■ YOUR TASK ■
Beginning with the first line below, please restate each line exactly, down to and including the line containing "pub async fn connect(url: &str)".
[Opening EXERCISE MATERIALS section]
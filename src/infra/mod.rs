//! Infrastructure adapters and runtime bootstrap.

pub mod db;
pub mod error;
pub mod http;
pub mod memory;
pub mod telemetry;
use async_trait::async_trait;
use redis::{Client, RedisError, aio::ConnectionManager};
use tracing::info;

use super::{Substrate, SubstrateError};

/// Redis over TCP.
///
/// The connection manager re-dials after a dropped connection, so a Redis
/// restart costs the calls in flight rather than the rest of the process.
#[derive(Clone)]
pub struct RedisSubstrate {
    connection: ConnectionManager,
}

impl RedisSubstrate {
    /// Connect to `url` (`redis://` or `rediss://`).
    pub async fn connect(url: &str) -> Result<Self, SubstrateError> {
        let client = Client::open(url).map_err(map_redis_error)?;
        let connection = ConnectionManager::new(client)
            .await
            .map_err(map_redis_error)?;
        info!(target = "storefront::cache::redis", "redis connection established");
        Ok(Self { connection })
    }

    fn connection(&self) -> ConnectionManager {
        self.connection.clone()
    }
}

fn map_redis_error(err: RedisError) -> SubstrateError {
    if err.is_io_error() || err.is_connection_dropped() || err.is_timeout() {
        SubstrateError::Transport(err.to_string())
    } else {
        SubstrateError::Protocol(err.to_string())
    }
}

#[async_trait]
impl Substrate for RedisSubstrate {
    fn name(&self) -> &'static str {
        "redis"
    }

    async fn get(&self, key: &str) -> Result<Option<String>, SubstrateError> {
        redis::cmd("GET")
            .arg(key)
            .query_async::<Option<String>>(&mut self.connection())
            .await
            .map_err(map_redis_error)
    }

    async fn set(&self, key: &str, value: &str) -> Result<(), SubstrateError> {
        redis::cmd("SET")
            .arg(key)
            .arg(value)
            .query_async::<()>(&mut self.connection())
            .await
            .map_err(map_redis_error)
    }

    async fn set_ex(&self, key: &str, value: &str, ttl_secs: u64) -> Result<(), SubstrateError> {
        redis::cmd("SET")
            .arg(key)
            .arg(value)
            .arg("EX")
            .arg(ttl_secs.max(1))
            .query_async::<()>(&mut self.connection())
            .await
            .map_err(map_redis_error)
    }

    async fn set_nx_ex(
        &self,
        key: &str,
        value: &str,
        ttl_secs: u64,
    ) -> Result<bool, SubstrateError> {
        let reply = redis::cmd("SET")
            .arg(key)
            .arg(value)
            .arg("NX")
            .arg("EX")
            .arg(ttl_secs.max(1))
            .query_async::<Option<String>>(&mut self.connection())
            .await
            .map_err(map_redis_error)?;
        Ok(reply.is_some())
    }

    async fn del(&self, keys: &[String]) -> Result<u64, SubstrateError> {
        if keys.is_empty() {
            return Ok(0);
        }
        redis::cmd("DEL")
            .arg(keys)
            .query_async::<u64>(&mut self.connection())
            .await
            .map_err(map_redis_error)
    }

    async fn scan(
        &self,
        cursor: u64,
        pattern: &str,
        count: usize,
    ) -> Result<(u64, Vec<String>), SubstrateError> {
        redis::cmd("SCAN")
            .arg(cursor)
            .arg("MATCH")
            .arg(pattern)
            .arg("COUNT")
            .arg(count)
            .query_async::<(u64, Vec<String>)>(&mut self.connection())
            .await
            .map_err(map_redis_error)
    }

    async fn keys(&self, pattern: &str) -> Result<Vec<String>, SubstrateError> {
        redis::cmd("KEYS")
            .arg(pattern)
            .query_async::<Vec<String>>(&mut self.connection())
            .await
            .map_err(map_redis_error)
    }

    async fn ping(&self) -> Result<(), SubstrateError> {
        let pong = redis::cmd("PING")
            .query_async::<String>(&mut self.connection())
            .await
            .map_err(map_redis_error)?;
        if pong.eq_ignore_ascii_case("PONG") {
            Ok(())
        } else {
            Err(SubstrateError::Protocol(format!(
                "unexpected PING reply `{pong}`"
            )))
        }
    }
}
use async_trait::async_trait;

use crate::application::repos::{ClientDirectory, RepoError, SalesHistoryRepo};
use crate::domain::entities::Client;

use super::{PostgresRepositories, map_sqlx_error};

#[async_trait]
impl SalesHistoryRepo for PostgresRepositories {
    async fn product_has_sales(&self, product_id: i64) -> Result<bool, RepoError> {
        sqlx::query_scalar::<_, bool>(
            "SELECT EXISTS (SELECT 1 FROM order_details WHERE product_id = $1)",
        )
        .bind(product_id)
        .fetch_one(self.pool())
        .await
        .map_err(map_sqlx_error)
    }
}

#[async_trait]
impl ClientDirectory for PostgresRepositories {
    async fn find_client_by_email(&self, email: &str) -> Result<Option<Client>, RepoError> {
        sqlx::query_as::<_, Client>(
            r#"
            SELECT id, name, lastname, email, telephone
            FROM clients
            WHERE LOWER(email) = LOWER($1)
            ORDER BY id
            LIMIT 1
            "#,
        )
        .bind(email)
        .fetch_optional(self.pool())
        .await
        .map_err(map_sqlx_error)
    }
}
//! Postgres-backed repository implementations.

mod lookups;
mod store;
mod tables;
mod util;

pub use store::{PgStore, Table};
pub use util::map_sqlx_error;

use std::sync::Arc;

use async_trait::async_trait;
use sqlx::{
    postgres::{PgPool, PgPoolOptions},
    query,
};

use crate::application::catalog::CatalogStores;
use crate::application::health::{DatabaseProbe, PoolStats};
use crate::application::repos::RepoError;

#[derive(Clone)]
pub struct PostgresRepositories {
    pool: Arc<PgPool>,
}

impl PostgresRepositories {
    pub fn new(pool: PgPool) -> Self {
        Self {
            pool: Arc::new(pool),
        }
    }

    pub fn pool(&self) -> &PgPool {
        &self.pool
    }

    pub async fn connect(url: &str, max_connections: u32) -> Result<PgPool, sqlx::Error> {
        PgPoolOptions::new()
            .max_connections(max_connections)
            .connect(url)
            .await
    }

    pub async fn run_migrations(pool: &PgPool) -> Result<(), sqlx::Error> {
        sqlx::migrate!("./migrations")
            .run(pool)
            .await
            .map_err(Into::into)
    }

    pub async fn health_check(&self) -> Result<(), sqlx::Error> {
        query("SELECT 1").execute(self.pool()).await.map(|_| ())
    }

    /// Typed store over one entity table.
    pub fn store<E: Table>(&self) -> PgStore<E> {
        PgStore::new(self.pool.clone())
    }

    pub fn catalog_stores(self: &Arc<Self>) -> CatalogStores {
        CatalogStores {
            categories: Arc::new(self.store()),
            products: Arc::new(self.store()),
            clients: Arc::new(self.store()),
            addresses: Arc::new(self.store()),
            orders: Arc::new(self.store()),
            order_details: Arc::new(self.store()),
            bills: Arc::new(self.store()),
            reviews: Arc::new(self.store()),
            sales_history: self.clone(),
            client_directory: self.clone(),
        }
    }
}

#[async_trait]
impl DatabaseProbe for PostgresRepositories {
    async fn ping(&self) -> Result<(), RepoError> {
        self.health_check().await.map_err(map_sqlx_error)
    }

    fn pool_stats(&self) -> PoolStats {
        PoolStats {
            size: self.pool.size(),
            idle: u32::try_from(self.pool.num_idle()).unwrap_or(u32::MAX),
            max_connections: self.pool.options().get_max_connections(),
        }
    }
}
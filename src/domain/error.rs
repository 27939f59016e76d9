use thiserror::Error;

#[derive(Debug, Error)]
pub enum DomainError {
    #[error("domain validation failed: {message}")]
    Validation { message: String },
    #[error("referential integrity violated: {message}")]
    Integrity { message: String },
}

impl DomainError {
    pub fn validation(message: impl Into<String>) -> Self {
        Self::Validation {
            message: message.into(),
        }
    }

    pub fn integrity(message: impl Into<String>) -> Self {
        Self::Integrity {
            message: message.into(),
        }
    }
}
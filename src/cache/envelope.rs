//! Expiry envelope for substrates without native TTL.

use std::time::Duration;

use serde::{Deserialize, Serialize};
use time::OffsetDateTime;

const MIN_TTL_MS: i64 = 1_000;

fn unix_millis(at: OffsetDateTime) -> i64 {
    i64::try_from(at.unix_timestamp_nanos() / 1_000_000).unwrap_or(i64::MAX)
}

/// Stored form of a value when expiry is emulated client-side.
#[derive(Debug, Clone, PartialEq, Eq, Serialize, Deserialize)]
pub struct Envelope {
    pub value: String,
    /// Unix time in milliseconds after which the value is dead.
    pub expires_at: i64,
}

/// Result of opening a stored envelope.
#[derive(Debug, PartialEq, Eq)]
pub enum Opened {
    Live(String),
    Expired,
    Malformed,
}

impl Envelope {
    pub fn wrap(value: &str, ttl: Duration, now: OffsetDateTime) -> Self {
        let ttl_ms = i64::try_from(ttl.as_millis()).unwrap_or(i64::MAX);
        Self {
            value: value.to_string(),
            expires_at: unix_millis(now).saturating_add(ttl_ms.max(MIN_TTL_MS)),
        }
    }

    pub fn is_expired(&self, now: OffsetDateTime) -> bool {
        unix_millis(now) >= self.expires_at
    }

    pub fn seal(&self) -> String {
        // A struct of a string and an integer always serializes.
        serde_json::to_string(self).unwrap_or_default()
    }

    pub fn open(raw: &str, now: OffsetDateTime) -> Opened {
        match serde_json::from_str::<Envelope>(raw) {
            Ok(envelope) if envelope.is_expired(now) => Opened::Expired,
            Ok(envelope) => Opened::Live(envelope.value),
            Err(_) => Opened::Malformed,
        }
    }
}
[Closing EXERCISE MATERIALS section]
■ ANSWER BOX ■
filename src/infra/mod.rs
//! Infrastructure adapters and runtime bootstrap.

pub mod db;
pub mod error;
pub mod http;
pub mod memory;
pub mod telemetry;
use async_trait::async_trait;
use redis::{Client, RedisError, aio::ConnectionManager};
use tracing::info;

use super::{Substrate, SubstrateError};

/// Redis over TCP.
///
/// The connection manager re-dials after a dropped connection, so a Redis
/// restart costs the calls in flight rather than the rest of the process.
#[derive(Clone)]
pub struct RedisSubstrate {
    connection: ConnectionManager,
}

impl RedisSubstrate {
    /// Connect to `url` (`redis://` or `rediss://`).
    pub async fn connect(url: &str) -> Result<Self, SubstrateError> {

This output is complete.